His new coach sounded hopeful Saturday that the receiver can thrive in his home state.
Speaking at his youth football camp, Vikings coach Mike Zimmer said it's "important" that Floyd can start working with the team earlier than expected, after his sentence was transferred Wednesday.
The Vikings signed Floyd -- a St. Paul native who starred at Cretin-Derham Hall High -- to a one-year, $1.5 million deal last week. Floyd still could face NFL discipline stemming from his arrest for DUI in Arizona last December, but Zimmer said Floyd should be able to lean on a strong network in Minnesota.
"We understand [his legal history]. We always try to weigh every situation," Zimmer said. "But you know, he's from here. I think he has a good support system with [former Notre Dame teammates] Harrison Smith and Kyle Rudolph, partly. A lot of those things were factored into it."
Floyd was sentenced to 24 days in jail and 96 days under house arrest on Feb. 17. Had his sentence not been transferred to Minnesota, he would not have been able to work out with his new team until after the Vikings' mandatory minicamp June 13-15.
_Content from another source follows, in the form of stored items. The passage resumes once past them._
// Copyright (C) 2025 SyncMyOrders Sp. z o.o.
// SPDX-License-Identifier: AGPL-3.0-or-later
//! Reconciler cycle tests: bootstrap, idempotence, roster convergence,
//! provisioning compensation, and hook regeneration.

mod common;

use std::sync::Arc;
use std::time::Duration;

use gradeflow_core::store::{MemoryStore, Store, UserKind};
use gradeflow_githost::types::CollaboratorPermission;
use gradeflow_server::directory::StaticDirectory;
use gradeflow_server::reconciler::{Reconciler, ReconcilerConfig};

use common::{MASTER_REPO, MockGit, MockLms, ORG, emitter, fresh_store, lms_assignment, lms_student};

struct Fixture {
    store: Arc<MemoryStore>,
    lms: Arc<MockLms>,
    git: Arc<MockGit>,
    reconciler: Reconciler,
}

fn fixture(directory: StaticDirectory) -> Fixture {
    let store = fresh_store();
    let lms = Arc::new(MockLms::new());
    let git = Arc::new(MockGit::new());
    let reconciler = Reconciler::new(
        store.clone(),
        lms.clone(),
        git.clone(),
        Arc::new(directory),
        emitter(),
        ReconcilerConfig {
            poll_interval: Duration::from_secs(300),
            organization: ORG.to_string(),
            master_repo: MASTER_REPO.to_string(),
        },
    );
    Fixture {
        store,
        lms,
        git,
        reconciler,
    }
}

fn campus_directory() -> StaticDirectory {
    StaticDirectory::new([
        ("730000001".to_string(), "alice".to_string()),
        ("730000002".to_string(), "bob".to_string()),
        ("730000009".to_string(), "psmith".to_string()),
    ])
}

#[tokio::test]
async fn test_bootstrap_cycle_creates_course_assignments_and_roster() {
    let fixture = fixture(campus_directory());
    fixture.lms.assignments.lock().await.push(lms_assignment(1, "A1"));
    fixture
        .lms
        .students
        .lock()
        .await
        .push(lms_student(501, "730000001", "Alice Doe", "alice@example.edu"));
    fixture
        .lms
        .teachers
        .lock()
        .await
        .push(lms_student(509, "730000009", "Pat Smith", "psmith@example.edu"));

    fixture.reconciler.run_cycle().await.unwrap();

    let course = fixture.store.get_course().await.unwrap().unwrap();
    assert_eq!(course.id, 77);
    assert!(course.master_remote_url.contains(MASTER_REPO));

    let assignment = fixture.store.get_assignment(1).await.unwrap().unwrap();
    assert_eq!(assignment.directory_path, "A1");
    assert_eq!(assignment.master_notebook_path, "A1-prof.ipynb");
    assert!(assignment.max_attempts.is_none());

    // Student: Git user, fork, read grant on master, row, PID mapping.
    let alice = fixture.store.get_user_by_onyen("alice").await.unwrap().unwrap();
    assert_eq!(alice.first_name, "Alice");
    assert_eq!(alice.last_name, "Doe");
    let profile = alice.student_profile().unwrap();
    assert_eq!(
        profile.fork_remote_url.as_deref(),
        Some("https://git.example.edu/alice/comp110-master-alice.git")
    );
    assert_eq!(
        fixture.store.get_onyen_by_pid("730000001").await.unwrap(),
        Some("alice".to_string())
    );
    assert_eq!(
        fixture.git.forks.lock().await.as_slice(),
        &[("alice".to_string(), "comp110-master-alice".to_string())]
    );
    assert!(fixture.store.get_auto_password("alice").await.unwrap().is_some());

    // Instructor: write grant on master, no fork.
    let psmith = fixture.store.get_user_by_onyen("psmith").await.unwrap().unwrap();
    assert_eq!(psmith.kind(), UserKind::Instructor);
    let collaborators = fixture.git.collaborators.lock().await;
    assert!(collaborators.contains(&(
        MASTER_REPO.to_string(),
        "alice".to_string(),
        CollaboratorPermission::Read
    )));
    assert!(collaborators.contains(&(
        MASTER_REPO.to_string(),
        "psmith".to_string(),
        CollaboratorPermission::Write
    )));
    drop(collaborators);

    // The policy hook was installed once.
    assert_eq!(fixture.git.installed_hooks.lock().await.len(), 1);
}

#[tokio::test]
async fn test_second_cycle_on_unchanged_snapshot_writes_nothing() {
    let fixture = fixture(campus_directory());
    fixture.lms.assignments.lock().await.push(lms_assignment(1, "A1"));
    fixture
        .lms
        .students
        .lock()
        .await
        .push(lms_student(501, "730000001", "Alice Doe", "alice@example.edu"));

    fixture.reconciler.run_cycle().await.unwrap();
    let git_writes = fixture.git.write_count().await;
    let lms_writes = fixture.lms.write_count().await;

    fixture.reconciler.run_cycle().await.unwrap();
    assert_eq!(fixture.git.write_count().await, git_writes);
    assert_eq!(fixture.lms.write_count().await, lms_writes);
}

#[tokio::test]
async fn test_departed_entities_are_deleted() {
    let fixture = fixture(campus_directory());
    fixture.lms.assignments.lock().await.push(lms_assignment(1, "A1"));
    fixture.lms.assignments.lock().await.push(lms_assignment(2, "A2"));
    fixture
        .lms
        .students
        .lock()
        .await
        .push(lms_student(501, "730000001", "Alice Doe", "alice@example.edu"));
    fixture
        .lms
        .students
        .lock()
        .await
        .push(lms_student(502, "730000002", "Bob Roe", "bob@example.edu"));

    fixture.reconciler.run_cycle().await.unwrap();
    assert_eq!(fixture.store.list_users(UserKind::Student).await.unwrap().len(), 2);

    // Bob drops the course and A2 is deleted from the LMS.
    fixture.lms.students.lock().await.retain(|u| u.id != 502);
    fixture.lms.assignments.lock().await.retain(|a| a.id != 2);
    fixture.reconciler.run_cycle().await.unwrap();

    assert!(fixture.store.get_user_by_onyen("bob").await.unwrap().is_none());
    assert!(fixture.store.get_pid_by_onyen("bob").await.unwrap().is_none());
    assert!(fixture.store.get_assignment(2).await.unwrap().is_none());
    assert!(fixture.store.get_assignment(1).await.unwrap().is_some());
}

#[tokio::test]
async fn test_pending_and_unresolvable_enrollments_are_skipped() {
    let fixture = fixture(campus_directory());
    // Pending: no sis id yet. Unresolvable: PID unknown to the directory.
    fixture.lms.students.lock().await.push(gradeflow_lms::types::LmsUser {
        id: 503,
        sis_user_id: None,
        email: None,
        name: None,
    });
    fixture
        .lms
        .students
        .lock()
        .await
        .push(lms_student(504, "739999999", "Ghost User", "ghost@example.edu"));

    fixture.reconciler.run_cycle().await.unwrap();

    assert!(fixture.store.list_users(UserKind::Student).await.unwrap().is_empty());
    assert!(fixture.git.created_users.lock().await.is_empty());
}

#[tokio::test]
async fn test_failed_fork_rolls_back_provisioning() {
    let fixture = fixture(campus_directory());
    fixture
        .lms
        .students
        .lock()
        .await
        .push(lms_student(501, "730000001", "Alice Doe", "alice@example.edu"));
    fixture.git.fail_forks.set(0).await;

    let err = fixture.reconciler.run_cycle().await.unwrap_err();
    assert_eq!(err.error_code(), "GIT_BACKEND_ERROR");

    // Completed steps were undone in reverse: password secret, Git user.
    assert!(fixture.store.get_user_by_onyen("alice").await.unwrap().is_none());
    assert!(fixture.store.get_auto_password("alice").await.unwrap().is_none());
    assert_eq!(fixture.git.deleted_users.lock().await.as_slice(), &["alice".to_string()]);

    // The next cycle provisions cleanly.
    fixture.git.fail_forks.set(usize::MAX).await;
    fixture.reconciler.run_cycle().await.unwrap();
    assert!(fixture.store.get_user_by_onyen("alice").await.unwrap().is_some());
}

#[tokio::test]
async fn test_lms_side_assignment_edit_converges_locally() {
    let fixture = fixture(campus_directory());
    fixture.lms.assignments.lock().await.push(lms_assignment(1, "A1"));
    fixture.reconciler.run_cycle().await.unwrap();

    {
        let mut assignments = fixture.lms.assignments.lock().await;
        assignments[0].name = "A1 (revised)".to_string();
        assignments[0].allowed_attempts = 3;
    }
    fixture.reconciler.run_cycle().await.unwrap();

    let assignment = fixture.store.get_assignment(1).await.unwrap().unwrap();
    assert_eq!(assignment.name, "A1 (revised)");
    assert_eq!(assignment.max_attempts, Some(3));
    // Local-only fields survive the update.
    assert_eq!(assignment.directory_path, "A1");
}

#[tokio::test]
async fn test_hook_reinstalled_only_when_policy_changes() {
    let fixture = fixture(campus_directory());
    fixture.lms.assignments.lock().await.push(lms_assignment(1, "A1"));
    fixture.reconciler.run_cycle().await.unwrap();
    assert_eq!(fixture.git.installed_hooks.lock().await.len(), 1);

    fixture.reconciler.run_cycle().await.unwrap();
    assert_eq!(fixture.git.installed_hooks.lock().await.len(), 1);

    // A new assignment changes the synthesized script.
    fixture.lms.assignments.lock().await.push(lms_assignment(2, "A2"));
    fixture.reconciler.run_cycle().await.unwrap();
    let hooks = fixture.git.installed_hooks.lock().await;
    assert_eq!(hooks.len(), 2);
    assert!(hooks[1].contains("A2"));
}

#[tokio::test]
async fn test_cycle_is_dropped_while_another_holds_the_lock() {
    let fixture = fixture(campus_directory());
    fixture
        .lms
        .students
        .lock()
        .await
        .push(lms_student(501, "730000001", "Alice Doe", "alice@example.edu"));

    assert!(fixture.store.try_acquire_named_lock("reconciler").await.unwrap());
    fixture.reconciler.run_cycle().await.unwrap();
    // Nothing happened under the held lock.
    assert!(fixture.store.get_course().await.unwrap().is_none());
    fixture.store.release_named_lock("reconciler").await.unwrap();

    fixture.reconciler.run_cycle().await.unwrap();
    assert!(fixture.store.get_course().await.unwrap().is_some());
}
Now, he'll have four weeks of time to connect with quarterback Sam Bradford, as the Vikings hope Floyd can add a downfield element to a passing game that had the shortest average throw in the league last season, according to ESPN Stats & Information.
"Michael's a very, very intelligent person, so I don't think he'll have any problem catching on to the system or anything like that," Zimmer said. "But to get out here and do it, and be around the other guys, and be around the quarterbacks, I think that will help him."
Floyd figures to be the last significant piece of the Vikings' effort to improve their offense this offseason. They guaranteed $36.8 million to free-agent tackles Riley Reiff and Mike Remmers, signed running back Latavius Murray to help replace Adrian Peterson and spent their first two draft picks on Florida State running back Dalvin Cook and Ohio State center Pat Elflein.
"We put a special emphasis in trying to get the offense better," Zimmer said. "We're looking for players that can flip the field. We're looking for players that can score touchdowns. I think somebody told me when we've scored 21 points, our record is [20-3] or something like that. That's what we're trying to do: Score 21 points, however we can do it. But I feel good about the things we've accomplished."